** Supplied data follows **

//! Runtime configuration.
//!
//! Loaded from YAML by the CLI. Every field has a default, so an empty file
//! (or no file) is a valid configuration. Durations use humantime syntax
//! (`60s`, `2m`, `500ms`).

use ethiscan_core::RetrieverConfig;
use serde::{Deserialize, Serialize};
use serde_json::Value as JsonValue;
use std::path::PathBuf;
use std::time::Duration;
use thiserror::Error;

use crate::providers::CompletionConfig;
use crate::resilience::RetryPolicy;

/// Default ethics guideline applied by the risk assessment.
pub const DEFAULT_GUIDELINE: &str = "OECD AI 가이드라인";

/// Invalid configuration values.
#[derive(Error, Debug, PartialEq)]
pub enum ConfigError {
    #[error("Invalid value for '{field}': {reason}")]
    Invalid { field: &'static str, reason: String },
}

impl ConfigError {
    fn invalid(field: &'static str, reason: impl Into<String>) -> Self {
        ConfigError::Invalid {
            field,
            reason: reason.into(),
        }
    }
}

/// Top-level runtime configuration.
#[derive(Debug, Clone, PartialEq, Serialize, Deserialize)]
#[serde(default)]
pub struct RuntimeConfig {
    /// Visits to the join barrier before the run is declared failed
    pub max_join_attempts: u32,

    /// Wall-clock wait per barrier visit
    #[serde(with = "humantime_duration")]
    pub join_wait: Duration,

    /// Passages retrieved per query
    pub retrieval_k: usize,

    pub guideline: String,

    /// Where reports are written; `None` disables persistence
    pub report_dir: Option<PathBuf>,

    pub oracle: OracleConfig,
    pub provider: ProviderConfig,
    pub retriever: RetrieverConfig,
}

impl Default for RuntimeConfig {
    fn default() -> Self {
        Self {
            max_join_attempts: 5,
            join_wait: Duration::from_secs(60),
            retrieval_k: 3,
            guideline: DEFAULT_GUIDELINE.to_string(),
            report_dir: Some(PathBuf::from("./outputs")),
            oracle: OracleConfig::default(),
            provider: ProviderConfig::default(),
            retriever: RetrieverConfig::default(),
        }
    }
}

impl RuntimeConfig {
    pub fn validate(&self) -> Result<(), ConfigError> {
        if self.max_join_attempts == 0 {
            return Err(ConfigError::invalid("max_join_attempts", "must be at least 1"));
        }
        if self.join_wait.is_zero() {
            return Err(ConfigError::invalid("join_wait", "must be positive"));
        }
        if self.retrieval_k == 0 {
            return Err(ConfigError::invalid("retrieval_k", "must be at least 1"));
        }
        if self.guideline.trim().is_empty() {
            return Err(ConfigError::invalid("guideline", "must not be empty"));
        }

        self.oracle.validate()?;
        validate_retriever(&self.retriever)
    }
}

/// Oracle call settings.
#[derive(Debug, Clone, PartialEq, Serialize, Deserialize)]
#[serde(default)]
pub struct OracleConfig {
    pub model: String,
    pub temperature: f32,
    pub max_tokens: u32,

    /// Per-request timeout
    #[serde(with = "humantime_duration")]
    pub timeout: Duration,

    /// Attempts per question, including the first
    pub max_attempts: u32,

    /// Response cache size; 0 disables the cache
    pub cache_capacity: u64,

    #[serde(with = "humantime_duration")]
    pub cache_ttl: Duration,
}

impl Default for OracleConfig {
    fn default() -> Self {
        let completion = CompletionConfig::default();
        Self {
            model: completion.model,
            temperature: completion.temperature,
            max_tokens: completion.max_tokens,
            timeout: completion.timeout,
            max_attempts: 2,
            cache_capacity: 1_000,
            cache_ttl: Duration::from_secs(3600),
        }
    }
}

impl OracleConfig {
    pub fn completion(&self) -> CompletionConfig {
        CompletionConfig {
            model: self.model.clone(),
            max_tokens: self.max_tokens,
            temperature: self.temperature,
            timeout: self.timeout,
        }
    }

    pub fn retry_policy(&self) -> RetryPolicy {
        RetryPolicy::new(self.max_attempts)
    }

    fn validate(&self) -> Result<(), ConfigError> {
        if self.model.trim().is_empty() {
            return Err(ConfigError::invalid("oracle.model", "must not be empty"));
        }
        if !(0.0..=2.0).contains(&self.temperature) {
            return Err(ConfigError::invalid(
                "oracle.temperature",
                format!("{} is outside 0.0..=2.0", self.temperature),
            ));
        }
        if self.max_tokens == 0 {
            return Err(ConfigError::invalid("oracle.max_tokens", "must be at least 1"));
        }
        if self.timeout.is_zero() {
            return Err(ConfigError::invalid("oracle.timeout", "must be positive"));
        }
        if self.max_attempts == 0 {
            return Err(ConfigError::invalid("oracle.max_attempts", "must be at least 1"));
        }
        Ok(())
    }
}

/// Which provider to use and its JSON settings.
#[derive(Debug, Clone, PartialEq, Serialize, Deserialize)]
#[serde(default)]
pub struct ProviderConfig {
    #[serde(rename = "type")]
    pub kind: String,

    /// Passed to the provider factory (`api_key`, `base_url`, ...)
    pub settings: JsonValue,
}

impl Default for ProviderConfig {
    fn default() -> Self {
        Self {
            kind: "openai".to_string(),
            settings: JsonValue::Object(Default::default()),
        }
    }
}

fn validate_retriever(config: &RetrieverConfig) -> Result<(), ConfigError> {
    if config.lexical_chunk_size == 0 || config.semantic_chunk_size == 0 {
        return Err(ConfigError::invalid("retriever", "chunk sizes must be positive"));
    }
    if config.lexical_chunk_overlap >= config.lexical_chunk_size {
        return Err(ConfigError::invalid(
            "retriever.lexical_chunk_overlap",
            "must be smaller than the chunk size",
        ));
    }
    if config.semantic_chunk_overlap >= config.semantic_chunk_size {
        return Err(ConfigError::invalid(
            "retriever.semantic_chunk_overlap",
            "must be smaller than the chunk size",
        ));
    }
    if config.lexical_weight < 0.0 || config.semantic_weight < 0.0 {
        return Err(ConfigError::invalid("retriever", "weights must be non-negative"));
    }
    if config.lexical_weight + config.semantic_weight <= 0.0 {
        return Err(ConfigError::invalid("retriever", "at least one weight must be positive"));
    }
    Ok(())
}

/// Serde adapter for humantime durations.
mod humantime_duration {
    use serde::{Deserialize, Deserializer, Serializer};
    use std::time::Duration;

    pub fn serialize<S: Serializer>(value: &Duration, serializer: S) -> Result<S::Ok, S::Error> {
        serializer.serialize_str(&humantime::format_duration(*value).to_string())
    }

    pub fn deserialize<'de, D: Deserializer<'de>>(deserializer: D) -> Result<Duration, D::Error> {
        let raw = String::deserialize(deserializer)?;
        humantime::parse_duration(&raw).map_err(serde::de::Error::custom)
    }
}

#[cfg(test)]
mod tests {
    use super::*;
    use ethiscan_core::retrieval::EmbeddingModel;

    #[test]
    fn test_defaults() {
        let config = RuntimeConfig::default();
        assert_eq!(config.max_join_attempts, 5);
        assert_eq!(config.retrieval_k, 3);
        assert_eq!(config.oracle.model, "gpt-4o-mini");
        assert_eq!(config.oracle.max_attempts, 2);
        assert_eq!(config.guideline, DEFAULT_GUIDELINE);
        assert!(config.validate().is_ok());
    }

    #[test]
    fn test_partial_json_uses_defaults() {
        let config: RuntimeConfig = serde_json::from_value(serde_json::json!({
            "join_wait": "90s",
            "oracle": { "timeout": "2m", "max_attempts": 3 },
            "provider": { "type": "anthropic", "settings": { "base_url": "https://x" } }
        }))
        .unwrap();

        assert_eq!(config.join_wait, Duration::from_secs(90));
        assert_eq!(config.oracle.timeout, Duration::from_secs(120));
        assert_eq!(config.oracle.max_attempts, 3);
        assert_eq!(config.oracle.model, "gpt-4o-mini");
        assert_eq!(config.provider.kind, "anthropic");
        assert_eq!(config.max_join_attempts, 5);
    }

    #[test]
    fn test_embedding_model_selection() {
        let config = RuntimeConfig::default();
        assert_eq!(config.retriever.embedding_model, EmbeddingModel::AllMiniLmL6V2);

        let config: RuntimeConfig = serde_json::from_value(serde_json::json!({
            "retriever": { "embedding_model": "hashing", "model_cache_dir": "/tmp/models" }
        }))
        .unwrap();
        assert_eq!(config.retriever.embedding_model, EmbeddingModel::Hashing);
        assert_eq!(config.retriever.model_cache_dir, Some(PathBuf::from("/tmp/models")));
        assert!(config.validate().is_ok());

        let unknown: Result<RuntimeConfig, _> = serde_json::from_value(serde_json::json!({
            "retriever": { "embedding_model": "word2vec" }
        }));
        assert!(unknown.is_err());
    }

    #[test]
    fn test_duration_round_trip_is_humantime() {
        let json = serde_json::to_value(RuntimeConfig::default()).unwrap();
        assert_eq!(json["join_wait"], "1m");
        assert_eq!(json["oracle"]["cache_ttl"], "1h");
    }

    #[test]
    fn test_rejects_bad_duration() {
        let result: Result<RuntimeConfig, _> =
            serde_json::from_value(serde_json::json!({ "join_wait": "soon" }));
        assert!(result.is_err());
    }

    #[test]
    fn test_validation() {
        let mut config = RuntimeConfig {
            max_join_attempts: 0,
            ..Default::default()
        };
        assert!(matches!(
            config.validate(),
            Err(ConfigError::Invalid { field: "max_join_attempts", .. })
        ));

        config.max_join_attempts = 5;
        config.oracle.temperature = 3.5;
        assert!(config.validate().is_err());

        config.oracle.temperature = 0.2;
        config.retriever.semantic_chunk_overlap = 250;
        assert!(config.validate().is_err());
    }

    #[test]
    fn test_completion_config() {
        let oracle = OracleConfig {
            model: "claude-haiku-4-5".to_string(),
            ..Default::default()
        };
        let completion = oracle.completion();
        assert_eq!(completion.model, "claude-haiku-4-5");
        assert_eq!(completion.max_tokens, 2000);
        assert_eq!(oracle.retry_policy().max_attempts, 2);
    }
}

** End of Supplied data **

*Task goal*.
If a line in the records contains the word "CompletionConfig", copy it.

*Output for this exercise*.
use crate::providers::CompletionConfig;
        let completion = CompletionConfig::default();
    pub fn completion(&self) -> CompletionConfig {
        CompletionConfig {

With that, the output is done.